На самом же деле было вот что. Издательство «Всемирная литература» снабдило С. и меня рекомендательным письмом Горького к Луначарскому.
Попав в приемную наркома, С. и я в ужасе увидели еще человек пятьдесят, ждущих очереди.
Мы боялись потерять день. Подойдя к секретарше Луначарского, С. показал ей письмо Горького и попросил устроить нам прием возможно скорее. Секретарша вняла просьбе С. и через пять минут, распахнув двери и глядя на нас, громким голосом сказала:
— Кто здесь с письмом от Горького. Войдите.
Увы, поднялись все пятьдесят человек.
Все же через некоторое время мы были приняты.
Луначарский прищурил глаза, блеснул стеклами пенсне и сразу, скороговоркой, стал диктовать машинистке:
— Прошу дать отсрочку лично мне хорошо известному… Ваша фамилия.
— С…
— Писателю С. …А ваша?
Я назвал себя.
— И лично мне хорошо знакомому…
Бумажка в реввоенсовет была написана, подписана, и мы с С., не сомневаясь в успехе, пошли за отсрочкой.
Тут и была высшая точка эпизода.
К величайшему нашему изумлению, комиссар, от которого наше дело зависело, сразу весьма сухо нам отказал.
— Вы, должно быть, не прочли письма Луначарского, — осмелился один из нас.
— Прочел, но… послужите-ка в Красной армии…
Отсрочку нам все-таки удалось получить не через Луначарского и не через военного комиссара, а другим способом, о котором не стану говорить, чтобы не принести кое-кому вреда.
Но вот подробность, характерная для «покровителя» писателей, «добрейшего» наркома: оказалось, что сам он просил все учреждения, куда давал рекомендательные письма, отказывать просителям, которых будет присылать. Все думали, что Луначарский добр и внимателен и что его добрым намерениям мешают другие люди, суровые и невнимательные. На самом деле сам-то нарком и посылал своего: протеже на верный провал. Вот почему он оставался чист и в глазах власти, и в глазах своего наивного протеже.
Пока же мы, не понимая всего этого, теряли день за днем в переполненной и негостеприимной Москве.
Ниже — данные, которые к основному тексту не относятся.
//! Synchronous input validation.
//!
//! Everything here runs before any remote call. A rejected input never reaches
//! the document store or the object store.

use crate::constants::{
    MAX_COMMENT_CONTENT_SIZE, MAX_IMAGE_SIZE, MAX_OBJECT_FILE_NAME, MAX_POST_CONTENT_SIZE,
    MAX_TOPIC_NAME_SIZE,
};
use crate::error::{BoardError, Result};

/// Trims post content and checks it is non-empty and within limits.
pub fn validate_post_content(content: &str) -> Result<String> {
    let content = content.trim();
    if content.is_empty() {
        return Err(BoardError::validation("Please select a topic and enter post content."));
    }
    if content.len() > MAX_POST_CONTENT_SIZE {
        return Err(BoardError::validation(format!(
            "Post content exceeds maximum size of {} bytes",
            MAX_POST_CONTENT_SIZE
        )));
    }
    Ok(content.to_string())
}

/// Trims comment content and checks it is non-empty and within limits.
pub fn validate_comment_content(content: &str) -> Result<String> {
    let content = content.trim();
    if content.is_empty() {
        return Err(BoardError::validation("Please enter a comment."));
    }
    if content.len() > MAX_COMMENT_CONTENT_SIZE {
        return Err(BoardError::validation(format!(
            "Comment exceeds maximum size of {} bytes",
            MAX_COMMENT_CONTENT_SIZE
        )));
    }
    Ok(content.to_string())
}

/// Trims a topic name and checks it is non-empty and within limits.
///
/// Names are case-sensitive; no normalization beyond trimming is applied.
pub fn validate_topic_name(name: &str) -> Result<String> {
    let name = name.trim();
    if name.is_empty() {
        return Err(BoardError::validation("Please enter a topic name."));
    }
    if name.len() > MAX_TOPIC_NAME_SIZE {
        return Err(BoardError::validation(format!(
            "Topic name exceeds maximum size of {} bytes",
            MAX_TOPIC_NAME_SIZE
        )));
    }
    if name.chars().any(char::is_control) {
        return Err(BoardError::validation(
            "Topic name cannot contain control characters",
        ));
    }
    Ok(name.to_string())
}

/// Checks an image attachment before upload.
pub fn validate_image(bytes: &[u8], content_type: &str) -> Result<()> {
    if bytes.is_empty() {
        return Err(BoardError::validation("Image file is empty"));
    }
    if bytes.len() > MAX_IMAGE_SIZE {
        return Err(BoardError::validation(format!(
            "Image exceeds maximum size of {} bytes",
            MAX_IMAGE_SIZE
        )));
    }
    if !content_type.starts_with("image/") {
        return Err(BoardError::validation(format!(
            "Unsupported attachment type: {}",
            content_type
        )));
    }
    Ok(())
}

/// Reduces a user-supplied file name to `[A-Za-z0-9._-]`, keeping the tail
/// (and therefore the extension) when it is too long.
pub fn sanitize_file_name(name: &str) -> String {
    let base = name.rsplit(|c| c == '/' || c == '\\').next().unwrap_or(name);
    let cleaned: String = base
        .chars()
        .map(|c| {
            if c.is_ascii_alphanumeric() || matches!(c, '.' | '-' | '_') {
                c
            } else {
                '_'
            }
        })
        .collect();
    let cleaned = if cleaned.len() > MAX_OBJECT_FILE_NAME {
        &cleaned[cleaned.len() - MAX_OBJECT_FILE_NAME..]
    } else {
        &cleaned
    };
    let cleaned = cleaned.trim_start_matches('.');
    if cleaned.is_empty() {
        "upload".to_string()
    } else {
        cleaned.to_string()
    }
}

#[cfg(test)]
mod tests {
    use super::*;

    #[test]
    fn test_post_content() {
        assert_eq!(validate_post_content(" Hello ").unwrap(), "Hello");
        assert!(validate_post_content("").is_err());
        assert!(validate_post_content("\n\t ").is_err());
        assert!(validate_post_content(&"x".repeat(MAX_POST_CONTENT_SIZE + 1)).is_err());
    }

    #[test]
    fn test_topic_name_is_case_sensitive_and_trimmed() {
        assert_eq!(validate_topic_name("  General ").unwrap(), "General");
        assert_eq!(validate_topic_name("general").unwrap(), "general");
        assert!(validate_topic_name("   ").is_err());
        assert!(validate_topic_name("bad\u{7}name").is_err());
    }

    #[test]
    fn test_image_checks() {
        assert!(validate_image(b"\x89PNG", "image/png").is_ok());
        assert!(validate_image(b"", "image/png").is_err());
        assert!(validate_image(b"text", "text/plain").is_err());
    }

    #[test]
    fn test_sanitize_file_name() {
        assert_eq!(sanitize_file_name("cat photo.png"), "cat_photo.png");
        assert_eq!(sanitize_file_name("../../etc/passwd"), "passwd");
        assert_eq!(sanitize_file_name("C:\\pics\\dog.jpg"), "dog.jpg");
        assert_eq!(sanitize_file_name("..."), "upload");
        let long = format!("{}.png", "a".repeat(100));
        let cleaned = sanitize_file_name(&long);
        assert_eq!(cleaned.len(), MAX_OBJECT_FILE_NAME);
        assert!(cleaned.ends_with(".png"));
    }
}
//! CSRF protection for the board's forms.
//!
//! Tokens are per session and checked on every state-changing request.

use axum::http::StatusCode;
use serde::{Deserialize, Serialize};
use std::collections::HashMap;
use std::sync::{Arc, RwLock};
use tower_sessions::Session;
use tracing::{debug, error};
use uuid::Uuid;

/// CSRF tokens by session id.
#[derive(Clone, Debug, Default)]
pub struct CsrfStore {
    tokens: Arc<RwLock<HashMap<String, String>>>,
}

impl CsrfStore {
    pub fn new() -> Self {
        Self::default()
    }

    /// Generate a new CSRF token for the session
    pub fn generate_token(&self, session_id: &str) -> String {
        let token = Uuid::new_v4().to_string();
        self.tokens
            .write()
            .unwrap_or_else(|p| p.into_inner())
            .insert(session_id.to_string(), token.clone());
        token
    }

    /// Returns the token already issued to the session, if any.
    pub fn existing_token(&self, session_id: &str) -> Option<String> {
        self.tokens
            .read()
            .unwrap_or_else(|p| p.into_inner())
            .get(session_id)
            .cloned()
    }

    /// Validate a CSRF token for the session
    pub fn validate_token(&self, session_id: &str, token: &str) -> bool {
        self.tokens
            .read()
            .unwrap_or_else(|p| p.into_inner())
            .get(session_id)
            .is_some_and(|stored| stored == token)
    }

    /// Forgets the token of an expired session.
    pub fn remove(&self, session_id: &str) {
        self.tokens
            .write()
            .unwrap_or_else(|p| p.into_inner())
            .remove(session_id);
    }
}

/// Returns the session id, creating and saving the session if needed.
pub async fn ensure_session_id(session: &Session) -> Result<String, StatusCode> {
    if let Some(id) = session.id() {
        return Ok(id.to_string());
    }

    debug!("Creating new session");
    session.insert("initialized", true).await.map_err(|e| {
        error!("Failed to initialize session: {:?}", e);
        StatusCode::INTERNAL_SERVER_ERROR
    })?;

    // Save the session so it gets an ID
    session.save().await.map_err(|e| {
        error!("Failed to save session: {:?}", e);
        StatusCode::INTERNAL_SERVER_ERROR
    })?;

    match session.id() {
        Some(id) => {
            debug!("New session created: {}", id);
            Ok(id.to_string())
        }
        None => {
            error!("Failed to get session ID after initialization and save");
            Err(StatusCode::INTERNAL_SERVER_ERROR)
        }
    }
}

/// Get or create a CSRF token for the current session
pub async fn get_csrf_token(
    session: &Session,
    csrf_store: &CsrfStore,
) -> Result<String, StatusCode> {
    let session_id = ensure_session_id(session).await?;

    if let Some(existing_token) = csrf_store.existing_token(&session_id) {
        return Ok(existing_token);
    }

    debug!("Generating new CSRF token for session {}", session_id);
    Ok(csrf_store.generate_token(&session_id))
}

/// Validate a raw CSRF token (multipart forms)
pub fn validate_csrf_token(session: &Session, csrf_store: &CsrfStore, token: &str) -> bool {
    match session.id() {
        Some(id) => csrf_store.validate_token(&id.to_string(), token),
        None => false,
    }
}

/// Form data wrapper that includes CSRF token validation
#[derive(Debug, Deserialize, Serialize)]
pub struct CsrfProtectedForm<T> {
    pub csrf_token: String,
    #[serde(flatten)]
    pub data: T,
}

impl<T> CsrfProtectedForm<T> {
    /// Validate the CSRF token
    pub fn validate(&self, session: &Session, csrf_store: &CsrfStore) -> bool {
        validate_csrf_token(session, csrf_store, &self.csrf_token)
    }
}

/// Form carrying nothing but the CSRF token (delete buttons).
#[derive(Debug, Deserialize)]
pub struct CsrfOnlyForm {
    pub csrf_token: String,
}

#[cfg(test)]
mod tests {
    use super::*;

    #[test]
    fn test_tokens_are_per_session() {
        let store = CsrfStore::new();
        let a = store.generate_token("session-a");
        let b = store.generate_token("session-b");
        assert_ne!(a, b);
        assert!(store.validate_token("session-a", &a));
        assert!(!store.validate_token("session-a", &b));
        assert!(!store.validate_token("session-c", &a));
    }

    #[test]
    fn test_remove_invalidates() {
        let store = CsrfStore::new();
        let token = store.generate_token("s");
        assert_eq!(store.existing_token("s"), Some(token.clone()));
        store.remove("s");
        assert!(!store.validate_token("s", &token));
    }
}
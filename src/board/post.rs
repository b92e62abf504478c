//! Post and comment records.
//!
//! A post belongs to a topic by name, carries an optional image URL and the
//! outcome of the verification gate, and embeds its comments. Comments get a
//! generated id when they are created, so removal targets exactly one comment
//! even when two comments carry identical text, author and timestamp.

use crate::board::validation::{validate_comment_content, validate_post_content};
use crate::error::Result;
use crate::types::{current_timestamp_millis, AuthorType, RecordId, Verification};
use serde::{Deserialize, Serialize};

/// Returns true when `stored` is present and equal to `device_id`.
///
/// This is an advisory "is this my content" check; the delete calls
/// themselves do not enforce it.
fn owned_by(stored: &Option<String>, device_id: &str) -> bool {
    !device_id.is_empty() && stored.as_deref() == Some(device_id)
}

/// A reply attached to a post.
#[derive(Debug, Clone, PartialEq, Eq, Serialize, Deserialize)]
#[serde(rename_all = "camelCase")]
pub struct Comment {
    /// Generated when the comment is created.
    pub id: RecordId,
    pub content: String,
    pub author_type: AuthorType,
    #[serde(default, skip_serializing_if = "Option::is_none")]
    pub author_id: Option<String>,
    /// Creation timestamp in milliseconds since Unix epoch.
    pub timestamp: u64,
}

impl Comment {
    /// Creates a new comment stamped with the current time.
    ///
    /// # Errors
    /// Returns a validation error if the content is blank or too long.
    pub fn new(
        content: &str,
        author_type: AuthorType,
        author_id: Option<String>,
    ) -> Result<Self> {
        let content = validate_comment_content(content)?;
        Ok(Self {
            id: RecordId::generate(),
            content,
            author_type,
            author_id,
            timestamp: current_timestamp_millis(),
        })
    }

    /// Whether the delete control should be offered to `device_id`.
    pub fn is_owned_by(&self, device_id: &str) -> bool {
        owned_by(&self.author_id, device_id)
    }
}

/// Fields supplied by the client when creating a post.
#[derive(Debug, Clone, PartialEq, Eq, Serialize, Deserialize)]
#[serde(rename_all = "camelCase")]
pub struct NewPost {
    pub topic: String,
    pub content: String,
    pub author_type: AuthorType,
    #[serde(default, skip_serializing_if = "Option::is_none")]
    pub author_id: Option<String>,
    pub verification: Verification,
    #[serde(default, skip_serializing_if = "Option::is_none")]
    pub image_url: Option<String>,
}

impl NewPost {
    /// Builds a new post after validating its content.
    pub fn new(
        topic: impl Into<String>,
        content: &str,
        author_type: AuthorType,
        verification: Verification,
    ) -> Result<Self> {
        Ok(Self {
            topic: topic.into(),
            content: validate_post_content(content)?,
            author_type,
            author_id: None,
            verification,
            image_url: None,
        })
    }

    /// Sets the local device identifier of the author.
    pub fn with_author_id(mut self, author_id: impl Into<String>) -> Self {
        self.author_id = Some(author_id.into());
        self
    }

    /// Sets the durable URL of an already uploaded image.
    pub fn with_image_url(mut self, image_url: impl Into<String>) -> Self {
        self.image_url = Some(image_url.into());
        self
    }
}

/// A stored post as delivered by the document store.
#[derive(Debug, Clone, PartialEq, Eq, Serialize, Deserialize)]
#[serde(rename_all = "camelCase")]
pub struct Post {
    pub id: RecordId,
    /// Name of the topic this post belongs to.
    pub topic: String,
    pub content: String,
    pub author_type: AuthorType,
    #[serde(default, skip_serializing_if = "Option::is_none")]
    pub author_id: Option<String>,
    pub verification: Verification,
    #[serde(default, skip_serializing_if = "Option::is_none")]
    pub image_url: Option<String>,
    /// Server timestamp in milliseconds since Unix epoch.
    pub timestamp: u64,
    /// Comments in append order.
    #[serde(default)]
    pub comments: Vec<Comment>,
}

impl Post {
    /// Materializes a stored post from client fields. Comments start empty.
    pub fn from_new(new: NewPost, id: RecordId, timestamp: u64) -> Self {
        Self {
            id,
            topic: new.topic,
            content: new.content,
            author_type: new.author_type,
            author_id: new.author_id,
            verification: new.verification,
            image_url: new.image_url,
            timestamp,
            comments: Vec::new(),
        }
    }

    /// Whether the delete control should be offered to `device_id`.
    pub fn is_owned_by(&self, device_id: &str) -> bool {
        owned_by(&self.author_id, device_id)
    }

    /// Looks up a comment by id.
    pub fn comment(&self, comment_id: &RecordId) -> Option<&Comment> {
        self.comments.iter().find(|c| &c.id == comment_id)
    }
}
//! Web client configuration, read from `TOPICBOARD_*` environment variables.

use crate::error::{BoardError, Result};
use std::net::SocketAddr;
use std::path::PathBuf;
use std::time::Duration;

pub const ENV_BIND: &str = "TOPICBOARD_BIND";
pub const ENV_RELAY_URL: &str = "TOPICBOARD_RELAY_URL";
pub const ENV_DATA_DIR: &str = "TOPICBOARD_DATA_DIR";
pub const ENV_PUBLIC_URL: &str = "TOPICBOARD_PUBLIC_URL";
pub const ENV_CAPTCHA_SITE_KEY: &str = "TOPICBOARD_CAPTCHA_SITE_KEY";
pub const ENV_POLL_INTERVAL_MS: &str = "TOPICBOARD_POLL_INTERVAL_MS";
pub const ENV_MIGRATE_TOPICS: &str = "TOPICBOARD_MIGRATE_TOPICS";
pub const ENV_SECURE_COOKIES: &str = "TOPICBOARD_SECURE_COOKIES";

const DEFAULT_BIND: &str = "127.0.0.1:3000";
const DEFAULT_DATA_DIR: &str = "topicboard_data";
const DEFAULT_PUBLIC_URL: &str = "http://127.0.0.1:3000";
const DEFAULT_CAPTCHA_SITE_KEY: &str = "topicboard-demo-site-key";
const DEFAULT_POLL_INTERVAL_MS: u64 = 2000;

/// Settings for `topicboard-web`.
#[derive(Debug, Clone, PartialEq, Eq)]
pub struct BoardConfig {
    pub bind: SocketAddr,
    /// Relay base URL. `None` runs against an embedded in-memory store.
    pub relay_url: Option<String>,
    /// Uploaded objects live under `<data_dir>/objects` in embedded mode.
    pub data_dir: PathBuf,
    /// Base of object URLs in embedded mode.
    pub public_url: String,
    pub captcha_site_key: String,
    pub poll_interval: Duration,
    pub migrate_topics: bool,
    pub secure_cookies: bool,
}

impl Default for BoardConfig {
    fn default() -> Self {
        Self {
            bind: SocketAddr::from(([127, 0, 0, 1], 3000)),
            relay_url: None,
            data_dir: PathBuf::from(DEFAULT_DATA_DIR),
            public_url: DEFAULT_PUBLIC_URL.to_string(),
            captcha_site_key: DEFAULT_CAPTCHA_SITE_KEY.to_string(),
            poll_interval: Duration::from_millis(DEFAULT_POLL_INTERVAL_MS),
            migrate_topics: true,
            secure_cookies: false,
        }
    }
}

fn parse_flag(value: &str) -> bool {
    value.eq_ignore_ascii_case("true") || value == "1"
}

impl BoardConfig {
    /// Reads the process environment.
    pub fn from_env() -> Result<Self> {
        Self::from_lookup(|key| std::env::var(key).ok())
    }

    /// Reads settings through `lookup`, falling back to defaults.
    pub fn from_lookup(lookup: impl Fn(&str) -> Option<String>) -> Result<Self> {
        let bind_text = lookup(ENV_BIND).unwrap_or_else(|| DEFAULT_BIND.to_string());
        let bind = bind_text.parse().map_err(|e| {
            BoardError::config(format!("{} '{}' is not an address: {}", ENV_BIND, bind_text, e))
        })?;

        let poll_interval = match lookup(ENV_POLL_INTERVAL_MS) {
            Some(ms) => {
                let ms: u64 = ms.parse().map_err(|_| {
                    BoardError::config(format!("{} must be milliseconds", ENV_POLL_INTERVAL_MS))
                })?;
                if ms == 0 {
                    return Err(BoardError::config(format!(
                        "{} must be positive",
                        ENV_POLL_INTERVAL_MS
                    )));
                }
                Duration::from_millis(ms)
            }
            None => Duration::from_millis(DEFAULT_POLL_INTERVAL_MS),
        };

        Ok(Self {
            bind,
            relay_url: lookup(ENV_RELAY_URL).filter(|u| !u.trim().is_empty()),
            data_dir: lookup(ENV_DATA_DIR)
                .map(PathBuf::from)
                .unwrap_or_else(|| PathBuf::from(DEFAULT_DATA_DIR)),
            public_url: lookup(ENV_PUBLIC_URL).unwrap_or_else(|| DEFAULT_PUBLIC_URL.to_string()),
            captcha_site_key: lookup(ENV_CAPTCHA_SITE_KEY)
                .unwrap_or_else(|| DEFAULT_CAPTCHA_SITE_KEY.to_string()),
            poll_interval,
            migrate_topics: lookup(ENV_MIGRATE_TOPICS).map_or(true, |v| parse_flag(&v)),
            secure_cookies: lookup(ENV_SECURE_COOKIES).map_or(false, |v| parse_flag(&v)),
        })
    }

    /// Directory for uploaded objects in embedded mode.
    pub fn objects_dir(&self) -> PathBuf {
        self.data_dir.join("objects")
    }
}

#[cfg(test)]
mod tests {
    use super::*;
    use std::collections::HashMap;

    fn config(vars: &[(&str, &str)]) -> Result<BoardConfig> {
        let vars: HashMap<String, String> = vars
            .iter()
            .map(|(k, v)| (k.to_string(), v.to_string()))
            .collect();
        BoardConfig::from_lookup(|key| vars.get(key).cloned())
    }

    #[test]
    fn test_defaults() {
        assert_eq!(config(&[]).unwrap(), BoardConfig::default());
    }

    #[test]
    fn test_overrides() {
        let cfg = config(&[
            (ENV_BIND, "0.0.0.0:8080"),
            (ENV_RELAY_URL, "http://relay:3001"),
            (ENV_POLL_INTERVAL_MS, "250"),
            (ENV_MIGRATE_TOPICS, "false"),
            (ENV_SECURE_COOKIES, "1"),
        ])
        .unwrap();
        assert_eq!(cfg.bind.port(), 8080);
        assert_eq!(cfg.relay_url.as_deref(), Some("http://relay:3001"));
        assert_eq!(cfg.poll_interval, Duration::from_millis(250));
        assert!(!cfg.migrate_topics);
        assert!(cfg.secure_cookies);
        assert_eq!(cfg.objects_dir(), PathBuf::from("topicboard_data/objects"));
    }

    #[test]
    fn test_invalid_values_rejected() {
        assert!(matches!(
            config(&[(ENV_BIND, "nowhere")]),
            Err(BoardError::Config(_))
        ));
        assert!(config(&[(ENV_POLL_INTERVAL_MS, "0")]).is_err());
        assert!(config(&[(ENV_POLL_INTERVAL_MS, "soon")]).is_err());
    }

    #[test]
    fn test_blank_relay_url_means_embedded() {
        assert_eq!(config(&[(ENV_RELAY_URL, "  ")]).unwrap().relay_url, None);
    }
}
Одну ночь я принужден был провести на улице, потому что С. и я получили приют в московском отделении «Всемирной литературы» только на несколько дней, до приезда новой партии писателей из Петербурга… Двум приезжим, уставшим в дороге, мы уступили диван и качалку, служившую постелью. С. нездоровилось, его удалось устроить на стульях. Мне же оставалось или сдать на полу, или гулять до утра по улицам Москвы. Я выбрал последнее.
Ночь была сухая и ясная. Все же провести ее всю напролет без сна, да еще в полном одиночестве, было невесело. По счастью, в одном из ночных кафе я встретил Есенина, одного, вполне трезвого и грустного. Мы провели вместе почти всю ночь, и я узнал поэта несколько ближе.
Я познакомился с Есениным на каком-то частном вечере в Петербурге, в 1915 году.
Недавно приехавший в столицу и уже знаменитый «пригожий паренек» из Рязани, потряхивая светлыми кудрями, оправляя складки своей вышитой цветной рубахи и медово улыбаясь, нараспев, сладким голосом читал стихи:
Гей ты, Русь моя, светлая родина,
Мягкий отдых в шелку купырей.
Кто-то из строгих петербуржцев, показывая глазами на «истинно деревенский» наряд Есенина, сказал другому петербуржцу, другу крестьянского поэта:
— Что за маскарад, что за голос, неужели никто не может надоумить его одеваться иначе и вести себя по-другому? На это послышался ответ, ставший классическим и роковым:
— Сереже все простительно.
Петербургский успех крестьянского поэта через несколько лет стал успехом всероссийским. Есенин окончательно утратил первоначальную робость и скромность и стал таким, каким все его помнят, — без меры самоуверенным, отпаянным и глубоко несчастным. Особенно это было заметно в период его дружбы с имажинистами.
Имажинисты умели шуметь, были у всех на виду, выпускали без конца сборники стихов и статей и вообще не давали отдыха ни себе, ни москвичам.
Многие, вероятно, слышали о «суде над имажинистами», инсценированном ими для шума и разговоров.
«Прокурором» выступал Валерий Брюсов, на «скамье подсудимых» сидели имажинисты… Брюсов, потерявший в то время почву под ногами, порвавший с «беспартийной интеллигенцией» и не сумевший еще пристать к большевикам, представлял зрелище и жалкое, и горестное. Он не рассчитал, должно быть, в какое двусмысленное положение ставит себя, выступая всерьез оппонентом бойких, остроумных и легкомысленных молодых людей.